TASK MATERIAL:
[Start of Attachment]

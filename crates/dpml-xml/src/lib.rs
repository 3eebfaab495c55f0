//! Permissive markup parsing for DPML.
//!
//! This crate turns DPML source text into a generic, order-preserving tree
//! ([`XmlDocument`] of [`XmlElement`]s) using [`quick-xml`] for tokenizing.
//! It is deliberately more forgiving than XML:
//!
//! - any number of top-level elements (including none)
//! - stray text outside elements is dropped with a warning
//! - undecodable entities are kept verbatim with a warning
//! - valueless and unquoted attributes are accepted
//!
//! Tag balance is checked by a shallow pre-scan before the tree is built, so
//! unbalanced input fails fast with `UNCLOSED_TAG`.
//!
//! # Example
//!
//! ```rust
//! use dpml_xml::{parse, XmlChild};
//!
//! let doc = parse(r#"<agent id="a">
//!   <llm model="gpt-4"/>
//!   <prompt>You are @persona</prompt>
//! </agent>"#).unwrap();
//!
//! let agent = &doc.children[0];
//! assert_eq!(agent.get_attribute("id"), Some("a"));
//!
//! let prompt = agent.child_elements().nth(1).unwrap();
//! assert!(matches!(&prompt.children[0], XmlChild::Text(t) if t.content == "You are @persona"));
//! ```
//!
//! # Positions
//!
//! Every element, attribute and text run carries a [`dpml_source_map::Range`].
//! With [`XmlParseOptions::track_positions`] off, all ranges are the zero span.

pub mod balance;
pub mod context;
pub mod error;
pub mod parser;
pub mod types;

pub use context::XmlParseContext;
pub use error::{Result, XmlError};
pub use parser::{XmlParseOptions, parse, parse_with_context};
pub use types::{TextEntity, XmlAttribute, XmlChild, XmlDocument, XmlElement, XmlText};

[End of Attachment]

WORK INSTRUCTIONS: Nothing but the lines from the first line of the data through the line with "is built, so" should be returned, exactly as they appear, both ends included.

OUTPUT OF THE TASK:
filename crates/dpml-xml/src/lib.rs
repository 3eebfaab495c55f0
//! Permissive markup parsing for DPML.
//!
//! This crate turns DPML source text into a generic, order-preserving tree
//! ([`XmlDocument`] of [`XmlElement`]s) using [`quick-xml`] for tokenizing.
//! It is deliberately more forgiving than XML:
//!
//! - any number of top-level elements (including none)
//! - stray text outside elements is dropped with a warning
//! - undecodable entities are kept verbatim with a warning
//! - valueless and unquoted attributes are accepted
//!
//! Tag balance is checked by a shallow pre-scan before the tree is built, so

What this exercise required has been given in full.